**What you need to do:**
Output the data that follows exactly, line for line.

**Available data:**
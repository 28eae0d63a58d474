use log::info;

use crate::suite::TestOutcome;

const COMMON_ISSUES: [&str; 4] = [
    "WebSocket server not running",
    "Wrong port (should be 8080)",
    "Missing command handlers",
    "Incorrect response format",
];

#[derive(Debug, Clone, PartialEq, Eq)]
pub struct TestResult {
    pub name: &'static str,
    pub outcome: TestOutcome,
}

#[derive(Debug, Clone, Default)]
pub struct SuiteReport {
    results: Vec<TestResult>,
}

impl SuiteReport {
    pub fn new(results: Vec<TestResult>) -> Self {
        Self { results }
    }

    pub fn results(&self) -> &[TestResult] {
        &self.results
    }

    pub fn passed(&self) -> usize {
        self.results.iter().filter(|r| r.outcome.passed).count()
    }

    pub fn total(&self) -> usize {
        self.results.len()
    }

    pub fn all_passed(&self) -> bool {
        self.passed() == self.total()
    }

    pub fn summary_lines(&self) -> Vec<String> {
        let mut lines = vec!["=".repeat(50), "Test Results Summary:".to_string()];
        for result in &self.results {
            let status = if result.outcome.passed {
                "✓ PASS"
            } else {
                "✗ FAIL"
            };
            lines.push(format!("  {}: {status}", result.name));
        }

        lines.push(String::new());
        lines.push(format!(
            "Overall: {}/{} tests passed",
            self.passed(),
            self.total()
        ));

        if self.all_passed() {
            lines.push("🎉 All tests passed! Your WebSocket implementation is correct!".to_string());
        } else {
            lines.push("❌ Some tests failed. Check the errors above.".to_string());
            lines.push(String::new());
            lines.push("Common issues:".to_string());
            lines.extend(COMMON_ISSUES.iter().map(|issue| format!("- {issue}")));
        }
        lines
    }

    pub fn log_summary(&self) {
        info!("");
        for line in self.summary_lines() {
            info!("{line}");
        }
    }
}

**Answer:**
repository 28eae0d63a58d474
use log::info;

use crate::suite::TestOutcome;

const COMMON_ISSUES: [&str; 4] = [
    "WebSocket server not running",
    "Wrong port (should be 8080)",
    "Missing command handlers",
    "Incorrect response format",
];

#[derive(Debug, Clone, PartialEq, Eq)]
pub struct TestResult {
    pub name: &'static str,
    pub outcome: TestOutcome,
}

#[derive(Debug, Clone, Default)]
pub struct SuiteReport {
    results: Vec<TestResult>,
}

impl SuiteReport {
    pub fn new(results: Vec<TestResult>) -> Self {
        Self { results }
    }

    pub fn results(&self) -> &[TestResult] {
        &self.results
    }

    pub fn passed(&self) -> usize {
        self.results.iter().filter(|r| r.outcome.passed).count()
    }

    pub fn total(&self) -> usize {
        self.results.len()
    }

    pub fn all_passed(&self) -> bool {
        self.passed() == self.total()
    }

    pub fn summary_lines(&self) -> Vec<String> {
        let mut lines = vec!["=".repeat(50), "Test Results Summary:".to_string()];
        for result in &self.results {
            let status = if result.outcome.passed {
                "✓ PASS"
            } else {
                "✗ FAIL"
            };
            lines.push(format!("  {}: {status}", result.name));
        }

        lines.push(String::new());
        lines.push(format!(
            "Overall: {}/{} tests passed",
            self.passed(),
            self.total()
        ));

        if self.all_passed() {
            lines.push("🎉 All tests passed! Your WebSocket implementation is correct!".to_string());
        } else {
            lines.push("❌ Some tests failed. Check the errors above.".to_string());
            lines.push(String::new());
            lines.push("Common issues:".to_string());
            lines.extend(COMMON_ISSUES.iter().map(|issue| format!("- {issue}")));
        }
        lines
    }

    pub fn log_summary(&self) {
        info!("");
        for line in self.summary_lines() {
            info!("{line}");
        }
    }
}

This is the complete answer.